PDA

View Full Version : Spreadsheet for combBed SNPs and Adamov-based TMRCAs - Hg38 coordinates



Dave-V
03-14-2018, 02:00 PM
For anyone who used the older "YFull-based SNP Block Age Estimator" spreadsheet, I have updated the combBed regions in that spreadsheet to Hg38 coordinates. The version linked below can be used with any new (i.e. Hg38) SNP position references. Please note the older version of the spreadsheet is valid only for Hg19 coordinate references! This version should be used for any "new" position references.

The two main uses of the spreadsheet are to narrow down a list of SNPs (by position reference) to what's in YFull's combBed (i.e. one measure of higher quality), and to estimate the age of the given block of SNPs using the method from the Adamov et al paper.

One additional note - I was horrified a while ago to get a question as to whether this spreadsheet replaces YFull's analysis. Certainly not! There is much more to YFull's analysis than just number of SNPs and TMRCAs. In fact, YFull does a more customized TMRCA calculation based on your specific test's coverage of the combBed (the "Length Coverage for Age" figure), which after their analysis you can also enter in the spreadsheet here to get the same customization. But this spreadsheet is neither a replacement for nor an advertisement for YFull's methods. It simply automates the calculations from the Adamov paper for anyone who wants to apply that method to a phylogenetic block of SNPs.

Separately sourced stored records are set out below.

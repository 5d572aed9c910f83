//! # Collecty API Main Entry Point
//!
//! This is the main entry point for the Collecty API service.

use collecty::{config::ConfigLoader, db, server::run_server, telemetry};
use migration::MigratorTrait;

#[tokio::main]
async fn main() -> Result<(), Box<dyn std::error::Error>> {
    // Load configuration from layered env files and variables
    let config_loader = ConfigLoader::new();
    let config = config_loader.load()?;

    telemetry::init_tracing(&config)?;

    tracing::info!(profile = %config.profile, "configuration loaded");
    if let Ok(redacted_json) = config.redacted_json() {
        tracing::debug!(configuration = %redacted_json, "effective configuration");
    }

    let pool = db::init_pool(&config).await?;

    // Apply pending migrations on boot so a fresh database is usable
    migration::Migrator::up(&pool, None).await?;

    run_server(config, pool).await
}
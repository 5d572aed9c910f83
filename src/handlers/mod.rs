//! # API Handlers
//!
//! This module contains all the HTTP endpoint handlers for the Collecty API.

use axum::{extract::State, http::StatusCode, response::Json};

use crate::models::ServiceInfo;
use crate::server::AppState;

pub mod api_keys;
pub mod artifacts;
pub mod projects;
pub mod subscribe;
pub mod types;
pub mod widgets;

/// Root handler that returns basic service information
#[utoipa::path(
    get,
    path = "/",
    responses(
        (status = 200, description = "Service information", body = ServiceInfo)
    ),
    tag = "root"
)]
pub async fn root() -> Json<ServiceInfo> {
    Json(ServiceInfo::default())
}

/// Liveness and database health probe
#[utoipa::path(
    get,
    path = "/health",
    responses(
        (status = 200, description = "Service healthy", body = serde_json::Value),
        (status = 503, description = "Database unreachable", body = serde_json::Value)
    ),
    tag = "root"
)]
pub async fn health(State(state): State<AppState>) -> (StatusCode, Json<serde_json::Value>) {
    match crate::db::health_check(&state.db).await {
        Ok(()) => (
            StatusCode::OK,
            Json(serde_json::json!({ "status": "ok" })),
        ),
        Err(err) => {
            tracing::error!(error = %err, "health check failed");
            (
                StatusCode::SERVICE_UNAVAILABLE,
                Json(serde_json::json!({ "status": "unavailable" })),
            )
        }
    }
}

Rant over :). The combBed was converted to Hg38 using Alex Williamson's list of conversion rules at http://www.ytree.net/hg19tohg38.html so thanks to Alex.

The Hg38 version of the spreadsheet can be downloaded here: https://drive.google.com/open?id=1xqSlX2GcEgL3goFJquzkRD_Cq6BuWV7Z

Cofgene
03-15-2018, 12:33 AM
Thanks. But users should beware of the statistical problems associated with the use of small data sets in estimating ages. N=1 is bad. N=100 is OK.

Dave-V
03-15-2018, 04:12 AM
Thanks. But users should beware of the statistical problems associated with the use of small data sets in estimating ages. N=1 is bad. N=100 is OK.

A valid point but it's a criticism of the variance of TMRCA estimates in general, and they are still in high demand. Statistically, even at N=1, 95% of the population should fit within the error range given. Whether that range is meaningful or not to the user is another question.